*** Record set Section Begins ***
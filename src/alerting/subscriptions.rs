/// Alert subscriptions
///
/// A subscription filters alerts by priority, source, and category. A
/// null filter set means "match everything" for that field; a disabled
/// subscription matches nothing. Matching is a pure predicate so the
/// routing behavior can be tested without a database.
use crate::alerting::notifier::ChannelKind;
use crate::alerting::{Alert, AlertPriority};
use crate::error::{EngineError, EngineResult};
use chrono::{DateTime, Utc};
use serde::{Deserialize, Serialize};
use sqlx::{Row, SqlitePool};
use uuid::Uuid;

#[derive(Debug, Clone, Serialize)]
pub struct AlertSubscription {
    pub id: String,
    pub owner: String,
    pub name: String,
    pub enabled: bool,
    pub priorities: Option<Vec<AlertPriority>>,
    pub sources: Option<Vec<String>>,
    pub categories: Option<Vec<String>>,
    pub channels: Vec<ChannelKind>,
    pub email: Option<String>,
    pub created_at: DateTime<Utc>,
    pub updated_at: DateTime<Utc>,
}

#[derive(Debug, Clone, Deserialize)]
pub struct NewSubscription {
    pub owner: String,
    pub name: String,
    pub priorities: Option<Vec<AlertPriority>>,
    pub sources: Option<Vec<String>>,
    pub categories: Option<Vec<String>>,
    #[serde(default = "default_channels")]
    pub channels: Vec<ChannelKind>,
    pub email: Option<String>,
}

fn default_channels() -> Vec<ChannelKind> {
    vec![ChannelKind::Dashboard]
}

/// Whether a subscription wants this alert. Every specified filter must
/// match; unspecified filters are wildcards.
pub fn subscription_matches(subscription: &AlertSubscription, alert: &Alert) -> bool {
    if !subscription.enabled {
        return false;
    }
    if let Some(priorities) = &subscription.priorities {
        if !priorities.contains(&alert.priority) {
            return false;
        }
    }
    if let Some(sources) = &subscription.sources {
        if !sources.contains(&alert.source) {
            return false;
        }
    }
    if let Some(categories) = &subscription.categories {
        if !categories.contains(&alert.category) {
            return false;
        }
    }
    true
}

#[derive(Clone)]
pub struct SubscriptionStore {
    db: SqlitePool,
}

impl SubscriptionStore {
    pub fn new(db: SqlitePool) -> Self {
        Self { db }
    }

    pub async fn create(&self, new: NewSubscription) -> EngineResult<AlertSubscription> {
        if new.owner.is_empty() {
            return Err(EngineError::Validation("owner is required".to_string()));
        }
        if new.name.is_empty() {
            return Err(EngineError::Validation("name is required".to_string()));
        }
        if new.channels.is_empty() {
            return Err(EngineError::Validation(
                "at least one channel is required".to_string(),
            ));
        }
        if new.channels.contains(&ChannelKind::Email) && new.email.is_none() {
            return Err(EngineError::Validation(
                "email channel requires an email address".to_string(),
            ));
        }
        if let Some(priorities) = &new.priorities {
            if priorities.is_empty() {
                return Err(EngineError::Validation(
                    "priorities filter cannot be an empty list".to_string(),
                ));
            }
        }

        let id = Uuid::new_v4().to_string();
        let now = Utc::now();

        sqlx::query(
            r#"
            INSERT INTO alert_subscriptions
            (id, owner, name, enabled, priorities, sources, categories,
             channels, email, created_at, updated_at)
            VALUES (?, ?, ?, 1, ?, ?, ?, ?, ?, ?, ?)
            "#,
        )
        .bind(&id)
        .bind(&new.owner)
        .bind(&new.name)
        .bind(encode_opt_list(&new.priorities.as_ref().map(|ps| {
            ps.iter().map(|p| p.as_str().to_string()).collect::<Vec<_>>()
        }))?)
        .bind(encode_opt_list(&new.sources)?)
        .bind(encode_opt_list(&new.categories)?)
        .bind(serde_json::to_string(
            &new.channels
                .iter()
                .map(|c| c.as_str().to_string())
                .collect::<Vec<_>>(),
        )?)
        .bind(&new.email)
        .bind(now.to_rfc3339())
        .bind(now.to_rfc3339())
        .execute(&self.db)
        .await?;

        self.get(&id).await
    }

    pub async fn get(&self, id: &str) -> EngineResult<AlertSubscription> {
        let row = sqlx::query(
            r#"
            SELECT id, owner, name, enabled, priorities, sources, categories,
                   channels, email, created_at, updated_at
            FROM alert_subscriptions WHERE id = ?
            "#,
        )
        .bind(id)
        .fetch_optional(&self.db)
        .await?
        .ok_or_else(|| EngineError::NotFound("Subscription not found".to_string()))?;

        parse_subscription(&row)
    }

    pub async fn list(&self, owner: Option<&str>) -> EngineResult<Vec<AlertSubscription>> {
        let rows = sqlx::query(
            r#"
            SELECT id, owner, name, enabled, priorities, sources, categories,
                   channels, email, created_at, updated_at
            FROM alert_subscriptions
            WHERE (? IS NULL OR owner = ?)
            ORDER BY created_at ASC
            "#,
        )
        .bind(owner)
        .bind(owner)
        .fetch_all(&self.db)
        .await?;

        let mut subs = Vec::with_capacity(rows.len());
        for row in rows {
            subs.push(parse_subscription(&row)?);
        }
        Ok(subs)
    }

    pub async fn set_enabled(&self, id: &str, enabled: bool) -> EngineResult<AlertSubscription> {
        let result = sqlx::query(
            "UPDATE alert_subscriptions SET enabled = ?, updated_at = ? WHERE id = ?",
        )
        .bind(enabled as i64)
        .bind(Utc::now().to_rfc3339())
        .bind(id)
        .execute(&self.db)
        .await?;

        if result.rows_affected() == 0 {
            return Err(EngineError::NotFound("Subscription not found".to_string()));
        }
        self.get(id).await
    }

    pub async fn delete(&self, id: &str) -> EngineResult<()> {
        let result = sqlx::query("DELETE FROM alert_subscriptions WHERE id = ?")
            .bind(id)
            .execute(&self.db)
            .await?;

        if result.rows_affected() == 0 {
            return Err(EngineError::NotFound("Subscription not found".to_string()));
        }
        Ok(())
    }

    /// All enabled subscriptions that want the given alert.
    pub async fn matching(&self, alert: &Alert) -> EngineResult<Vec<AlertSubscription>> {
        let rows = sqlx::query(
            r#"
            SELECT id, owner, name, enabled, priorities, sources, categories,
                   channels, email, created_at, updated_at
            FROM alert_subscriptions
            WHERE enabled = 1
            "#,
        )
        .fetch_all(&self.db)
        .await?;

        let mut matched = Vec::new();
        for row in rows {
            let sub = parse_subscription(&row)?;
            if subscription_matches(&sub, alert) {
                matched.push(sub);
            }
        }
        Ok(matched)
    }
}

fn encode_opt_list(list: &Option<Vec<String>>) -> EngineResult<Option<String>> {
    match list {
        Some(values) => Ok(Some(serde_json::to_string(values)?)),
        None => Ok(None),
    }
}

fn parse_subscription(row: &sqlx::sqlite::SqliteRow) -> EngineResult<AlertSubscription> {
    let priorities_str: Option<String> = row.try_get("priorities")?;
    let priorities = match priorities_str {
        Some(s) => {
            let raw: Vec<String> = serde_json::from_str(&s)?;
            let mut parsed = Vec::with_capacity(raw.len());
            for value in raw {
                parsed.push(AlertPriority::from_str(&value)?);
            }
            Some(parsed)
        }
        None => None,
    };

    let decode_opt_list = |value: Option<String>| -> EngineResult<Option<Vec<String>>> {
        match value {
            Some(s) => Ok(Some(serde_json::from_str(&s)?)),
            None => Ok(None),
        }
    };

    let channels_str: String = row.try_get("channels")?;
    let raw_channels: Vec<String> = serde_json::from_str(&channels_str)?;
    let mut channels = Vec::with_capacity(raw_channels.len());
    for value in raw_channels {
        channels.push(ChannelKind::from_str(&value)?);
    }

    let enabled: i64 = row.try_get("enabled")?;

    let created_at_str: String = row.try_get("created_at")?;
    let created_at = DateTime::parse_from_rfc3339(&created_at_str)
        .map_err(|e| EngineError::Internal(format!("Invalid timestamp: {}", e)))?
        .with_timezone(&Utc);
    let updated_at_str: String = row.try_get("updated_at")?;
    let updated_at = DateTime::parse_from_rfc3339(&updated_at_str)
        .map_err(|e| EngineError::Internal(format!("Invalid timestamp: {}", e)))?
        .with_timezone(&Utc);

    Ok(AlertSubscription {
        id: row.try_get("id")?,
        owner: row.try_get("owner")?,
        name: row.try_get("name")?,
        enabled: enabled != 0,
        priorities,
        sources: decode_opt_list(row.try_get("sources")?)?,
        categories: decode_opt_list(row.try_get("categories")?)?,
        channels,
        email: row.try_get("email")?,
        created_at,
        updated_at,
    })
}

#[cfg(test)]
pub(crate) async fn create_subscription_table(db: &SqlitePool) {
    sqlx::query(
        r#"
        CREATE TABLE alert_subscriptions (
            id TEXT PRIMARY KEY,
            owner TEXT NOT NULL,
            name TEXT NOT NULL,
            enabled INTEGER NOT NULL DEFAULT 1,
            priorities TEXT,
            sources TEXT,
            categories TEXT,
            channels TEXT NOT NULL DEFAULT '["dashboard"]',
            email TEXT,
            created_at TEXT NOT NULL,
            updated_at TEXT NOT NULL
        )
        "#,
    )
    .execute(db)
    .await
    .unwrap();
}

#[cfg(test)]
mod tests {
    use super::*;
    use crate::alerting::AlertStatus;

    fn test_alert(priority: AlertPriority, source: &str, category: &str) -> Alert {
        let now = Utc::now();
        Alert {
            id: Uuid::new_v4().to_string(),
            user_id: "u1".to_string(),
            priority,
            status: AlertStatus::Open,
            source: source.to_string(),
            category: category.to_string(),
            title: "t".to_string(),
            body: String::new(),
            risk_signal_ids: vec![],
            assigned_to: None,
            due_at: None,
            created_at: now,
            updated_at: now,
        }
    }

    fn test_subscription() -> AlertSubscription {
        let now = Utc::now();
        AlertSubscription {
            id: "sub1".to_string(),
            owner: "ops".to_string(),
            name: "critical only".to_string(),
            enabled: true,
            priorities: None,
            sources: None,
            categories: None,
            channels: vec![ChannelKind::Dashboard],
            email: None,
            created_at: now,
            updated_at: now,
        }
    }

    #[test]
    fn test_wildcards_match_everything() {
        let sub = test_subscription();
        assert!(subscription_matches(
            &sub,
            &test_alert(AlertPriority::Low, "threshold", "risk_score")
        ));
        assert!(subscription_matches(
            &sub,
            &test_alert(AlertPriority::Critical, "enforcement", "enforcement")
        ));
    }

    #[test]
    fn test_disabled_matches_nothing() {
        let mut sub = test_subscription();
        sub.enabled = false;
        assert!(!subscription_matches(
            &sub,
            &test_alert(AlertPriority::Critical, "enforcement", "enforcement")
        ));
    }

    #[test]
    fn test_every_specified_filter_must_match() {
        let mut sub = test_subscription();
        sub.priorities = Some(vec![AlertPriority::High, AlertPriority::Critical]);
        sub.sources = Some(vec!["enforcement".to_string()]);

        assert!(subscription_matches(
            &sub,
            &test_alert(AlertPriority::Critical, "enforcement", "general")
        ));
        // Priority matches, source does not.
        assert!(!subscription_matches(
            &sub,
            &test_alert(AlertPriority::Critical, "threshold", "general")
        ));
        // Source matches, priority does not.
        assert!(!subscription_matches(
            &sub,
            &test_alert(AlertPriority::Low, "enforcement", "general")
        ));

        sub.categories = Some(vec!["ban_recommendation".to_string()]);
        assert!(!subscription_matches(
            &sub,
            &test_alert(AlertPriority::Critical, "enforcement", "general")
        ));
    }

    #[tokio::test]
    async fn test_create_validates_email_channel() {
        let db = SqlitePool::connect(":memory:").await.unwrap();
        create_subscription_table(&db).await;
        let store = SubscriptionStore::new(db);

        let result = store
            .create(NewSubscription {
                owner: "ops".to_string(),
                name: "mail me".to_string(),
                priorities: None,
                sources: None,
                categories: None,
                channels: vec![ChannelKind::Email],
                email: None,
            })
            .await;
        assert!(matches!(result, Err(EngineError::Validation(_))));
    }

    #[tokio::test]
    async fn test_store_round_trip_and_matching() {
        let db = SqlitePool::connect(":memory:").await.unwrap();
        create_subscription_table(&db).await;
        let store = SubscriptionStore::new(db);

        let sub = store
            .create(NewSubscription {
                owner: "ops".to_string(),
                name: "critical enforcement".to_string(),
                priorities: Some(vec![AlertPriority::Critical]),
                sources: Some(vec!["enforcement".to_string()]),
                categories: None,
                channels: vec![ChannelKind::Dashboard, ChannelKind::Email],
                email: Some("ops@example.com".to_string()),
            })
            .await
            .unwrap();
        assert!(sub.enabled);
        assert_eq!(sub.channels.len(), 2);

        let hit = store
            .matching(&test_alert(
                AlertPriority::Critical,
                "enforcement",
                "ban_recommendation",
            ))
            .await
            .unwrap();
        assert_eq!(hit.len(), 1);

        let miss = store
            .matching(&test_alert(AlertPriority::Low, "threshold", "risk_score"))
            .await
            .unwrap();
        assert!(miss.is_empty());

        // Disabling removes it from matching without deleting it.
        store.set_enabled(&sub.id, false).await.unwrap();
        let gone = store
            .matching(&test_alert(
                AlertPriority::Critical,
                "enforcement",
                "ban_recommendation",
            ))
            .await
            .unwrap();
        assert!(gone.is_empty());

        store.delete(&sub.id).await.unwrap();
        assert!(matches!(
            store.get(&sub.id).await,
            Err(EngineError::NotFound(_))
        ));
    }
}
*** Record set Section Ends ***
Description of the task:
Once the line containing "#[derive(Debug, Clone, Serialize)]" has been retyped, stop. Begin at the first line of the material and reproduce every line up to it exactly.

Result of the task:
filename src/alerting/subscriptions.rs
/// Alert subscriptions
///
/// A subscription filters alerts by priority, source, and category. A
/// null filter set means "match everything" for that field; a disabled
/// subscription matches nothing. Matching is a pure predicate so the
/// routing behavior can be tested without a database.
use crate::alerting::notifier::ChannelKind;
use crate::alerting::{Alert, AlertPriority};
use crate::error::{EngineError, EngineResult};
use chrono::{DateTime, Utc};
use serde::{Deserialize, Serialize};
use sqlx::{Row, SqlitePool};
use uuid::Uuid;

#[derive(Debug, Clone, Serialize)]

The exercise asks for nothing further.